Protagonista del derby col Foggia e di un'arrampicata pazza sulle recinzioni dello Zaccheria per festeggiare un gol con i suoi tifosi. Nicola Ventola, intervistato oggi da Repubblica, ricorda quelle emozioni: "Eravamo a un passo dalla A e cercavamo la vittoria. Ovviamente il Foggia giocò la partita della vita, pur di sgambettarci. Lo Zaccheria era il classico catino incandescente. Sentivamo nelle orecchie l’urlo dei loro tifosi, ma nel cuore entravano soprattutto le vibrazioni trasmesse dalla nostra curva. Quando feci gol non capii più nulla. Mi arrampicai in alto per tre metri, mentre i miei compagni di squadra mi consigliavano di scendere. Mi sentivo un tifoso che aveva fatto gol, stavo portando in A la mia squadra del cuore. Poi il Foggia pareggiò, ma ci andò bene lo stesso perché il Ravenna fermò il Genoa. La domenica successiva festeggiammo battendo il Castel di Sangro davanti ai sessantamila del San Nicola. Mai vista una cosa del genere".

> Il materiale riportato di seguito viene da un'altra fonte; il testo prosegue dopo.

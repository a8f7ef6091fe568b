use std::collections::BTreeMap;

use indexmap::IndexMap;
use palette::{Hsl, IntoColor, Srgb};

use crate::error::ConfigError;
use crate::views::nested::SubcategoryEntry;

pub type Rgb8 = Srgb<u8>;

/// Neutral colour for labels without a mapping.
pub const FALLBACK_HEX: u32 = 0x9ca3af;

/// Default category palette, cycled in column order.
pub const DEFAULT_PALETTE_HEX: [u32; 8] = [
    0x3b82f6, 0x8b5cf6, 0xec4899, 0xf59e0b, 0x10b981, 0xef4444, 0x06b6d4, 0x84cc16,
];

/// Fixed colours for the documented final fluxes.
pub const FINAL_FLUX_HEX: [(&str, u32); 3] = [
    ("MASSICOT", 0xef4444),
    ("DEMANTELEMENT", 0xf59e0b),
    ("DECHETS ULTIMES", 0x6b7280),
];

pub fn rgb(hex: u32) -> Rgb8 {
    Srgb::new((hex >> 16) as u8, (hex >> 8) as u8, hex as u8)
}

pub fn default_palette() -> Vec<Rgb8> {
    DEFAULT_PALETTE_HEX.iter().copied().map(rgb).collect()
}

/// Parse `#rrggbb` (the `#` is optional).
pub fn parse_hex(value: &str) -> Result<Rgb8, ConfigError> {
    let digits = value.trim().trim_start_matches('#');
    if digits.len() != 6 || !digits.bytes().all(|b| b.is_ascii_hexdigit()) {
        return Err(ConfigError::InvalidColor(value.to_string()));
    }
    u32::from_str_radix(digits, 16)
        .map(rgb)
        .map_err(|_| ConfigError::InvalidColor(value.to_string()))
}

pub fn to_hex(color: Rgb8) -> String {
    format!("#{:02x}{:02x}{:02x}", color.red, color.green, color.blue)
}

/// Brighten every channel by `amount`, saturating at 255.
pub fn lighten(color: Rgb8, amount: u8) -> Rgb8 {
    Srgb::new(
        color.red.saturating_add(amount),
        color.green.saturating_add(amount),
        color.blue.saturating_add(amount),
    )
}

// ---------------------------------------------------------------------------
// Color palette generator
// ---------------------------------------------------------------------------

/// Generates `n` visually distinct colours using evenly spaced hues.
pub fn generate_palette(n: usize) -> Vec<Rgb8> {
    if n == 0 {
        return Vec::new();
    }
    (0..n)
        .map(|i| {
            let hue = (i as f32 / n as f32) * 360.0;
            let hsl = Hsl::new(hue, 0.75, 0.55);
            let rgb: Srgb = hsl.into_color();
            Srgb::new(
                (rgb.red * 255.0) as u8,
                (rgb.green * 255.0) as u8,
                (rgb.blue * 255.0) as u8,
            )
        })
        .collect()
}

// ---------------------------------------------------------------------------
// Color mapping: label → colour
// ---------------------------------------------------------------------------

/// Maps chart labels to colours, in label order.
#[derive(Debug, Clone, PartialEq)]
pub struct ColorMap {
    mapping: IndexMap<String, Rgb8>,
    default_color: Rgb8,
}

impl ColorMap {
    /// Assign `palette` colours to `labels` in order, wrapping around.
    pub fn cycling<S: AsRef<str>>(labels: &[S], palette: &[Rgb8]) -> Self {
        let default_color = rgb(FALLBACK_HEX);
        let mapping = labels
            .iter()
            .enumerate()
            .map(|(i, label)| {
                let color = if palette.is_empty() {
                    default_color
                } else {
                    palette[i % palette.len()]
                };
                (label.as_ref().to_string(), color)
            })
            .collect();
        ColorMap {
            mapping,
            default_color,
        }
    }

    /// Final-flux colours: `overrides` first, then the fixed colours of the
    /// documented fluxes, then evenly spaced hues for anything else.
    pub fn final_fluxes<S: AsRef<str>>(fluxes: &[S], overrides: &BTreeMap<String, Rgb8>) -> Self {
        let generated = generate_palette(fluxes.len());
        let mapping = fluxes
            .iter()
            .enumerate()
            .map(|(i, flux)| {
                let flux = flux.as_ref();
                let color = overrides
                    .get(flux)
                    .copied()
                    .or_else(|| {
                        FINAL_FLUX_HEX
                            .iter()
                            .find(|(name, _)| *name == flux)
                            .map(|(_, hex)| rgb(*hex))
                    })
                    .unwrap_or(generated[i]);
                (flux.to_string(), color)
            })
            .collect();
        ColorMap {
            mapping,
            default_color: rgb(FALLBACK_HEX),
        }
    }

    /// Look up the colour for a label.
    pub fn color_for(&self, label: &str) -> Rgb8 {
        self.mapping.get(label).copied().unwrap_or(self.default_color)
    }

    /// Return the legend entries (label → hex colour).
    pub fn legend_entries(&self) -> Vec<(String, String)> {
        self.mapping.iter().map(|(label, c)| (label.clone(), to_hex(*c))).collect()
    }

    pub fn to_hex_map(&self) -> IndexMap<String, String> {
        self.mapping.iter().map(|(label, c)| (label.clone(), to_hex(*c))).collect()
    }

    /// Merge another map in; existing labels keep their colour.
    pub fn extend(&mut self, other: &ColorMap) {
        for (label, color) in &other.mapping {
            self.mapping.entry(label.clone()).or_insert(*color);
        }
    }
}

/// Inner-ring colours: each sub-category takes a lighter shade of its parent
/// category's colour.
pub fn subcategory_colors(inner: &[SubcategoryEntry], categories: &ColorMap) -> Vec<Rgb8> {
    inner.iter().map(|entry| lighten(categories.color_for(&entry.category), 50)).collect()
}

#[cfg(test)]
mod tests {
    use super::*;

    #[test]
    fn hex_round_trip_and_errors() {
        let c = parse_hex("#3b82f6").unwrap();
        assert_eq!((c.red, c.green, c.blue), (0x3b, 0x82, 0xf6));
        assert_eq!(to_hex(c), "#3b82f6");
        assert_eq!(parse_hex("EF4444").unwrap(), rgb(0xef4444));
        assert!(matches!(parse_hex("#12345"), Err(ConfigError::InvalidColor(_))));
        assert!(parse_hex("#gggggg").is_err());
    }

    #[test]
    fn palette_cycles() {
        let palette = default_palette();
        let labels: Vec<String> = (0..10).map(|i| format!("C{i}")).collect();
        let map = ColorMap::cycling(&labels, &palette);
        assert_eq!(map.color_for("C0"), palette[0]);
        assert_eq!(map.color_for("C8"), palette[0]);
        assert_eq!(map.color_for("C9"), palette[1]);
        assert_eq!(map.color_for("unknown"), rgb(FALLBACK_HEX));
    }

    #[test]
    fn final_flux_colors() {
        let mut overrides = BTreeMap::new();
        overrides.insert("MASSICOT".to_string(), rgb(0x000000));
        let map = ColorMap::final_fluxes(&["MASSICOT", "DECHETS ULTIMES", "BOIS"], &overrides);
        assert_eq!(to_hex(map.color_for("MASSICOT")), "#000000");
        assert_eq!(to_hex(map.color_for("DECHETS ULTIMES")), "#6b7280");
        assert_eq!(map.color_for("BOIS"), generate_palette(3)[2]);
        assert_eq!(map.legend_entries().len(), 3);
    }

    #[test]
    fn lighten_saturates() {
        let c = lighten(rgb(0xf0_10_00), 50);
        assert_eq!((c.red, c.green, c.blue), (255, 0x42, 50));
    }

    #[test]
    fn generated_palette_len() {
        assert_eq!(generate_palette(5).len(), 5);
        assert!(generate_palette(0).is_empty());
    }
}
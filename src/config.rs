use std::collections::BTreeMap;
use std::path::Path;

use serde::{Deserialize, Serialize};

use crate::color::{default_palette, parse_hex, Rgb8};
use crate::data::names::GLOBAL_KEY;
use crate::error::ConfigError;

pub const DEFAULT_SMOOTHING_WINDOW: usize = 7;

// ---------------------------------------------------------------------------
// ViewConfig – user-tunable view parameters
// ---------------------------------------------------------------------------

/// View parameters, optionally read from a JSON file. Every field has a
/// default, so `{}` is a valid config.
#[derive(Debug, Clone, PartialEq, Serialize, Deserialize)]
#[serde(default)]
pub struct ViewConfig {
    pub smoothing_window: usize,
    /// Selection keys that bypass site-name resolution.
    pub reserved_keys: Vec<String>,
    /// Category palette as `#rrggbb`; empty means the built-in palette.
    pub palette: Vec<String>,
    /// Final flux → `#rrggbb`.
    pub final_flux_colors: BTreeMap<String, String>,
}

impl Default for ViewConfig {
    fn default() -> Self {
        ViewConfig {
            smoothing_window: DEFAULT_SMOOTHING_WINDOW,
            reserved_keys: vec![GLOBAL_KEY.to_string()],
            palette: Vec::new(),
            final_flux_colors: BTreeMap::new(),
        }
    }
}

impl ViewConfig {
    /// Read and validate a config file.
    pub fn load(path: &Path) -> Result<Self, ConfigError> {
        let text = std::fs::read_to_string(path)?;
        let config: ViewConfig = serde_json::from_str(&text)?;
        config.validate()?;
        log::debug!("loaded view config from {}", path.display());
        Ok(config)
    }

    /// `load` when a path is given, defaults otherwise.
    pub fn load_or_default(path: Option<&Path>) -> Result<Self, ConfigError> {
        match path {
            Some(path) => Self::load(path),
            None => Ok(Self::default()),
        }
    }

    pub fn validate(&self) -> Result<(), ConfigError> {
        if self.smoothing_window == 0 {
            return Err(ConfigError::InvalidWindow);
        }
        self.color_scheme().map(|_| ())
    }

    pub fn color_scheme(&self) -> Result<ColorScheme, ConfigError> {
        ColorScheme::from_config(self)
    }
}

// ---------------------------------------------------------------------------
// ColorScheme – parsed colours
// ---------------------------------------------------------------------------

#[derive(Debug, Clone, PartialEq)]
pub struct ColorScheme {
    pub palette: Vec<Rgb8>,
    pub final_flux: BTreeMap<String, Rgb8>,
}

impl Default for ColorScheme {
    fn default() -> Self {
        ColorScheme {
            palette: default_palette(),
            final_flux: BTreeMap::new(),
        }
    }
}

impl ColorScheme {
    pub fn from_config(config: &ViewConfig) -> Result<Self, ConfigError> {
        let palette = if config.palette.is_empty() {
            default_palette()
        } else {
            config.palette.iter().map(|hex| parse_hex(hex)).collect::<Result<_, _>>()?
        };
        let final_flux = config
            .final_flux_colors
            .iter()
            .map(|(flux, hex)| Ok((flux.clone(), parse_hex(hex)?)))
            .collect::<Result<_, ConfigError>>()?;
        Ok(ColorScheme {
            palette,
            final_flux,
        })
    }
}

Sull'atmosfera del derby: "C’era una rivalità accesa ed anche un po’ pericolosa, tant’è che Collina per evitare che Fontana fosse bersaglio degli oggetti lanciati dagli ultrà foggiani, per la prima volta nella storia del calcio decise di farci giocare entrambi i tempi verso le stesse porte. Però sono state emozioni fortissime. Fascetti? Con me tante volte ha usato la fermezza del padre di famiglia, ma mentre si volava verso la A, me lo ritrovai compagno di burraco contro Garzya e Flachi. Giocammo a carte anche di ritorno da Foggia: uno spasso".

Sul divieto per i tifosi: "Sì, l’ho letto e mi dispiace troppo. Dopo un’attesa durata ventuno anni, non si può negare un derby. Capisco le insidie, ma ci sono gli strumenti per evitare che una partita di calcio si trasformi in una guerra".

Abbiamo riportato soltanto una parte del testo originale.